What Q2 Headwinds Did Management Disclose?
Winter Storm Impact — A significant headwind emerged in Q2. CEO Zink disclosed that Winter Storm Fern impacted 75% of the Bad Daddy's system two weeks ago, followed by another concentrated storm affecting all North Carolina stores last weekend. Charlotte received its fourth largest snowfall on record.
The damage was substantial:
- 28 full restaurant operating days lost between both storms
- 73 additional restaurant days with significantly reduced sales
- On the flip side, Colorado weather has been favorable, partially offsetting Southeast losses
This will be a key factor to watch in Q2 results.
What's Working with Loyalty and Marketing?
Loyalty Program Success
The company's enhanced loyalty program, powered by a partnership with Thanx, is showing early success. Management measures "loyalty attachment rate" (% of sales from loyalty members):
CEO Zink emphasized this isn't just about gamification: "The greater impact is the ability to better understand our guests, segment them, and then deliver hyper-targeted messaging. This ability to drive more relevant messaging to each guest is what we believe ultimately will deliver incremental traffic for Good Times."
The new technology also provides an additional endpoint for collecting and responding to guest feedback.
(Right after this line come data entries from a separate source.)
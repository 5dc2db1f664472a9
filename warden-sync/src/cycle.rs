//! One fetch/validate/filter/write iteration against an upstream source
//! (spec §4.7).

use chrono::Utc;
use tokio_util::sync::CancellationToken;
use tracing::{debug, error};
use warden_core::error::{Error, Result};
use warden_core::model::{SyncPhase, SyncStatus};
use warden_core::source::SourceFetcher;
use warden_core::store::Store;
use warden_core::telemetry::Tracer;
use warden_validate::{CompiledFilter, FilterConfig, Validator};

#[derive(Debug, Clone)]
pub enum CycleOutcome {
    Completed { server_count: u32 },
    Failed { message: String },
    Canceled,
}

/// Runs exactly one sync cycle for `registry_name`. Never propagates a sync
/// *failure* to the caller as an `Err` — failures are recorded in
/// `SyncStatus` and returned as `Ok(CycleOutcome::Failed{..})`. `Err` is
/// reserved for cases where the cycle could not even be set up (registry
/// missing, store unreachable).
pub async fn run_cycle<S: Store, F: SourceFetcher>(
    store: &S,
    fetcher: &F,
    tracer: &dyn Tracer,
    registry_name: &str,
    cancel: CancellationToken,
) -> Result<CycleOutcome> {
    let mut attrs = std::collections::HashMap::new();
    attrs.insert("registry".to_string(), registry_name.to_string());
    let span = tracer.start_span("sync_cycle", &attrs);

    let name = registry_name.to_string();
    let registry = store
        .read(move |tx| {
            tx.get_registry_by_name(&name)?
                .ok_or_else(|| Error::RegistryNotFound(name.clone()))
        })
        .await?;

    let name = registry_name.to_string();
    let previous_attempts = store
        .read(move |tx| Ok(tx.get_sync_status_by_name(&name)?.map(|s| s.attempt_count).unwrap_or(0)))
        .await?;

    let started_at = Utc::now();
    let mark_in_progress = SyncStatus {
        registry_id: registry.id,
        phase: SyncPhase::InProgress,
        error_msg: None,
        started_at: Some(started_at),
        ended_at: None,
        attempt_count: previous_attempts + 1,
        server_count: 0,
    };
    let status_for_write = mark_in_progress.clone();
    store.write(move |tx| tx.upsert_sync_status(status_for_write)).await?;

    if cancel.is_cancelled() {
        return finish_canceled(store, &registry.id, started_at, previous_attempts + 1, span.as_ref()).await;
    }

    let fetch_result = tokio::select! {
        _ = cancel.cancelled() => None,
        result = fetcher.fetch(
            registry.source_kind.unwrap_or(warden_core::model::SourceKind::Managed),
            &registry.source_config,
        ) => Some(result),
    };

    let Some(fetch_result) = fetch_result else {
        return finish_canceled(store, &registry.id, started_at, previous_attempts + 1, span.as_ref()).await;
    };

    let payload = match fetch_result {
        Ok(fetched) => fetched,
        Err(e) => {
            let message = e.to_string();
            span.record_error(&message);
            error!(registry = registry_name, error = %message, "sync fetch failed");
            return finish_failed(store, &registry.id, started_at, previous_attempts + 1, message).await;
        }
    };

    let parsed = match Validator::validate(&payload.bytes, &payload.format) {
        Ok(p) => p,
        Err(e) => {
            let message = e.to_string();
            span.record_error(&message);
            return finish_failed(store, &registry.id, started_at, previous_attempts + 1, message).await;
        }
    };

    let filter_config: FilterConfig = match &registry.filter_config {
        Some(value) => match serde_json::from_value(value.clone()) {
            Ok(f) => f,
            Err(e) => {
                let message = format!("invalid filterConfig: {e}");
                return finish_failed(store, &registry.id, started_at, previous_attempts + 1, message).await;
            }
        },
        None => FilterConfig::default(),
    };
    let compiled = match CompiledFilter::compile(&filter_config) {
        Ok(f) => f,
        Err(e) => {
            let message = e.to_string();
            return finish_failed(store, &registry.id, started_at, previous_attempts + 1, message).await;
        }
    };

    let written = tokio::select! {
        _ = cancel.cancelled() => None,
        result = warden_validate::store(store, registry_name, parsed, &compiled) => Some(result),
    };

    let Some(written) = written else {
        return finish_canceled(store, &registry.id, started_at, previous_attempts + 1, span.as_ref()).await;
    };

    match written {
        Ok(server_count) => {
            debug!(registry = registry_name, server_count, "sync cycle completed");
            let status = SyncStatus {
                registry_id: registry.id,
                phase: SyncPhase::Completed,
                error_msg: None,
                started_at: Some(started_at),
                ended_at: Some(Utc::now()),
                attempt_count: previous_attempts + 1,
                server_count: server_count as u32,
            };
            store.write(move |tx| tx.upsert_sync_status(status)).await?;
            Ok(CycleOutcome::Completed {
                server_count: server_count as u32,
            })
        }
        Err(e) => {
            let message = e.to_string();
            span.record_error(&message);
            finish_failed(store, &registry.id, started_at, previous_attempts + 1, message).await
        }
    }
}

async fn finish_failed<S: Store>(
    store: &S,
    registry_id: &uuid::Uuid,
    started_at: chrono::DateTime<Utc>,
    attempt_count: u32,
    message: String,
) -> Result<CycleOutcome> {
    let registry_id = *registry_id;
    let status = SyncStatus {
        registry_id,
        phase: SyncPhase::Failed,
        error_msg: Some(message.clone()),
        started_at: Some(started_at),
        ended_at: Some(Utc::now()),
        attempt_count,
        server_count: 0,
    };
    store.write(move |tx| tx.upsert_sync_status(status)).await?;
    Ok(CycleOutcome::Failed { message })
}

async fn finish_canceled<S: Store>(
    store: &S,
    registry_id: &uuid::Uuid,
    started_at: chrono::DateTime<Utc>,
    attempt_count: u32,
    span: &dyn warden_core::telemetry::Span,
) -> Result<CycleOutcome> {
    span.record_error("canceled");
    finish_failed(store, registry_id, started_at, attempt_count, "canceled".to_string())
        .await
        .map(|_| CycleOutcome::Canceled)
}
What Changed From Last Quarter?
Q4 2025 was a difficult quarter for GTIM, with Adjusted EBITDA of negative $74,000 and near-breakeven net income. Q1 2026 marks a significant turnaround:
*Values retrieved from S&P Global
The key drivers of improvement included:
- Food cost containment: Bad Daddy's food costs improved to 30.2% from 31.5% YoY; Good Times improved to 30.8% from 31.8%
- Labor efficiency: Bad Daddy's labor fell to 34.5% from 35.1% YoY; Good Times improved to 35.0% from 36.7%
- Vendor negotiations: Management cited "a heightened sense of cost containment and more aggressive negotiations with our vendor partners"
What Is Management's Strategy?
Good Times Brand
In January, the company completed its transition to cook-to-order for all burgers, resulting in "fresher, tastier patties" compared to the previous cook-and-hold process.
Key operational changes:
- New beef manufacturer selected for fresh 100% Angus beef patties
- Patty size increased ~10% at no cost increment
- Speed of service maintained at under 3 minutes from order to delivery
- Works with existing grills without equipment investment
Bad Daddy's Brand
The company is shifting from quarterly multi-product limited-time offers (LTOs) to a "Burger of the Month" platform starting in March. Management believes this will allow more flexibility with items that have shorter promotional value shelf life.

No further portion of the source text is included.